§ What is required:
The required output is every entry, printed exactly as written.

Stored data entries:
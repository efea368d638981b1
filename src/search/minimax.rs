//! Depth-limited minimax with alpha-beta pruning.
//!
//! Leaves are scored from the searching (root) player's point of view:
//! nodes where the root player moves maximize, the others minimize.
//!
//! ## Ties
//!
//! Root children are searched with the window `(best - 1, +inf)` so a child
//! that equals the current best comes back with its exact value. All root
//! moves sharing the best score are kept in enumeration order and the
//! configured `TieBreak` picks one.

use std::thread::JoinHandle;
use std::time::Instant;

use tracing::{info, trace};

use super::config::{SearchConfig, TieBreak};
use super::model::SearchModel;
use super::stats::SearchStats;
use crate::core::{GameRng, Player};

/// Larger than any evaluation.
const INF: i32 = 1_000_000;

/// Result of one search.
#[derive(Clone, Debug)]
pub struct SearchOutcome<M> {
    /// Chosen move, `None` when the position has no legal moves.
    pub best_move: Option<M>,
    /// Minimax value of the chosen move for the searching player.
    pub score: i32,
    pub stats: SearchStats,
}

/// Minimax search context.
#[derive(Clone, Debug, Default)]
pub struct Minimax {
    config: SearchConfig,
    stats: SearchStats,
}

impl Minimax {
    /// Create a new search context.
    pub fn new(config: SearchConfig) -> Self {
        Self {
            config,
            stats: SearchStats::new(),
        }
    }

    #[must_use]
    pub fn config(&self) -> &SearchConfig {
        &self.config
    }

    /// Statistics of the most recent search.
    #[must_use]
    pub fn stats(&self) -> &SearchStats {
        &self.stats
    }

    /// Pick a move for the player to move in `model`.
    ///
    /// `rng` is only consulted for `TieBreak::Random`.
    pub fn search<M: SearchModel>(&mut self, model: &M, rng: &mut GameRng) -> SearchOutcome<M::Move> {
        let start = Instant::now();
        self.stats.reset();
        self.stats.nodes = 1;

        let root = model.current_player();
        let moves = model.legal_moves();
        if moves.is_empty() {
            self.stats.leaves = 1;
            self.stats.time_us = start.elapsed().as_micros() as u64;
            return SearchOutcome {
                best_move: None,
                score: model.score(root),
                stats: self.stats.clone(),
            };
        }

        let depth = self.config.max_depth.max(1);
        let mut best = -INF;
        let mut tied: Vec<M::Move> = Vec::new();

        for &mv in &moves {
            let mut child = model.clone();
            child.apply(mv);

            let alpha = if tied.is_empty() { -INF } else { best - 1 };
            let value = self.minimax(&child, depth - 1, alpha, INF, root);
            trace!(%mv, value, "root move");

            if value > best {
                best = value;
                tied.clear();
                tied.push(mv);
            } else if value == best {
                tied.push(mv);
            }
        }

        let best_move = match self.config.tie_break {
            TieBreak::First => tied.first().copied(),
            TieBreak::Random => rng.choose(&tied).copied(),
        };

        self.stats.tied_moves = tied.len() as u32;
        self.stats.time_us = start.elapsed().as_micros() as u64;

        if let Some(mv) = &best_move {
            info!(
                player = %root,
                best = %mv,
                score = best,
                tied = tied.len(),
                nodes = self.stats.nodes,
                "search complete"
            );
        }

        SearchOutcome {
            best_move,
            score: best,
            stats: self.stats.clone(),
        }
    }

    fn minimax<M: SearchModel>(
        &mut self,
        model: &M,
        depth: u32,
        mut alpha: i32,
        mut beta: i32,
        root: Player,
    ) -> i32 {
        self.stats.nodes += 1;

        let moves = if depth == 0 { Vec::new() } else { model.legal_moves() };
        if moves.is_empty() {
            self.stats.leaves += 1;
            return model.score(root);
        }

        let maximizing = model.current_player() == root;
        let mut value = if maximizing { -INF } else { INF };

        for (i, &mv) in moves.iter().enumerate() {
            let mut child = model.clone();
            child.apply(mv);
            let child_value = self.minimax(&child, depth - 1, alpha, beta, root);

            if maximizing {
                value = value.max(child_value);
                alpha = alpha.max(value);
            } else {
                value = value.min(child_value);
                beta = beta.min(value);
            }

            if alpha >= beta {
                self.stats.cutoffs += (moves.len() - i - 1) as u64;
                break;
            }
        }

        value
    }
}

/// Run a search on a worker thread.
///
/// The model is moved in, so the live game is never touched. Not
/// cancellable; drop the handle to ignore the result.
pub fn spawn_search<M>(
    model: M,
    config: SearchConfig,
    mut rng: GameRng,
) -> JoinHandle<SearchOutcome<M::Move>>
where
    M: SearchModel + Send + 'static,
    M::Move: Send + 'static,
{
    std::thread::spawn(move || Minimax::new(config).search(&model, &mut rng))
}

§ Result of the task:
repository efea368d638981b1
filename src/search/minimax.rs
//! Depth-limited minimax with alpha-beta pruning.
//!
//! Leaves are scored from the searching (root) player's point of view:
//! nodes where the root player moves maximize, the others minimize.
//!
//! ## Ties
//!
//! Root children are searched with the window `(best - 1, +inf)` so a child
//! that equals the current best comes back with its exact value. All root
//! moves sharing the best score are kept in enumeration order and the
//! configured `TieBreak` picks one.

use std::thread::JoinHandle;
use std::time::Instant;

use tracing::{info, trace};

use super::config::{SearchConfig, TieBreak};
use super::model::SearchModel;
use super::stats::SearchStats;
use crate::core::{GameRng, Player};

/// Larger than any evaluation.
const INF: i32 = 1_000_000;

/// Result of one search.
#[derive(Clone, Debug)]
pub struct SearchOutcome<M> {
    /// Chosen move, `None` when the position has no legal moves.
    pub best_move: Option<M>,
    /// Minimax value of the chosen move for the searching player.
    pub score: i32,
    pub stats: SearchStats,
}

/// Minimax search context.
#[derive(Clone, Debug, Default)]
pub struct Minimax {
    config: SearchConfig,
    stats: SearchStats,
}

impl Minimax {
    /// Create a new search context.
    pub fn new(config: SearchConfig) -> Self {
        Self {
            config,
            stats: SearchStats::new(),
        }
    }

    #[must_use]
    pub fn config(&self) -> &SearchConfig {
        &self.config
    }

    /// Statistics of the most recent search.
    #[must_use]
    pub fn stats(&self) -> &SearchStats {
        &self.stats
    }

    /// Pick a move for the player to move in `model`.
    ///
    /// `rng` is only consulted for `TieBreak::Random`.
    pub fn search<M: SearchModel>(&mut self, model: &M, rng: &mut GameRng) -> SearchOutcome<M::Move> {
        let start = Instant::now();
        self.stats.reset();
        self.stats.nodes = 1;

        let root = model.current_player();
        let moves = model.legal_moves();
        if moves.is_empty() {
            self.stats.leaves = 1;
            self.stats.time_us = start.elapsed().as_micros() as u64;
            return SearchOutcome {
                best_move: None,
                score: model.score(root),
                stats: self.stats.clone(),
            };
        }

        let depth = self.config.max_depth.max(1);
        let mut best = -INF;
        let mut tied: Vec<M::Move> = Vec::new();

        for &mv in &moves {
            let mut child = model.clone();
            child.apply(mv);

            let alpha = if tied.is_empty() { -INF } else { best - 1 };
            let value = self.minimax(&child, depth - 1, alpha, INF, root);
            trace!(%mv, value, "root move");

            if value > best {
                best = value;
                tied.clear();
                tied.push(mv);
            } else if value == best {
                tied.push(mv);
            }
        }

        let best_move = match self.config.tie_break {
            TieBreak::First => tied.first().copied(),
            TieBreak::Random => rng.choose(&tied).copied(),
        };

        self.stats.tied_moves = tied.len() as u32;
        self.stats.time_us = start.elapsed().as_micros() as u64;

        if let Some(mv) = &best_move {
            info!(
                player = %root,
                best = %mv,
                score = best,
                tied = tied.len(),
                nodes = self.stats.nodes,
                "search complete"
            );
        }

        SearchOutcome {
            best_move,
            score: best,
            stats: self.stats.clone(),
        }
    }

    fn minimax<M: SearchModel>(
        &mut self,
        model: &M,
        depth: u32,
        mut alpha: i32,
        mut beta: i32,
        root: Player,
    ) -> i32 {
        self.stats.nodes += 1;

        let moves = if depth == 0 { Vec::new() } else { model.legal_moves() };
        if moves.is_empty() {
            self.stats.leaves += 1;
            return model.score(root);
        }

        let maximizing = model.current_player() == root;
        let mut value = if maximizing { -INF } else { INF };

        for (i, &mv) in moves.iter().enumerate() {
            let mut child = model.clone();
            child.apply(mv);
            let child_value = self.minimax(&child, depth - 1, alpha, beta, root);

            if maximizing {
                value = value.max(child_value);
                alpha = alpha.max(value);
            } else {
                value = value.min(child_value);
                beta = beta.min(value);
            }

            if alpha >= beta {
                self.stats.cutoffs += (moves.len() - i - 1) as u64;
                break;
            }
        }

        value
    }
}

/// Run a search on a worker thread.
///
/// The model is moved in, so the live game is never touched. Not
/// cancellable; drop the handle to ignore the result.
pub fn spawn_search<M>(
    model: M,
    config: SearchConfig,
    mut rng: GameRng,
) -> JoinHandle<SearchOutcome<M::Move>>
where
    M: SearchModel + Send + 'static,
    M::Move: Send + 'static,
{
    std::thread::spawn(move || Minimax::new(config).search(&model, &mut rng))
}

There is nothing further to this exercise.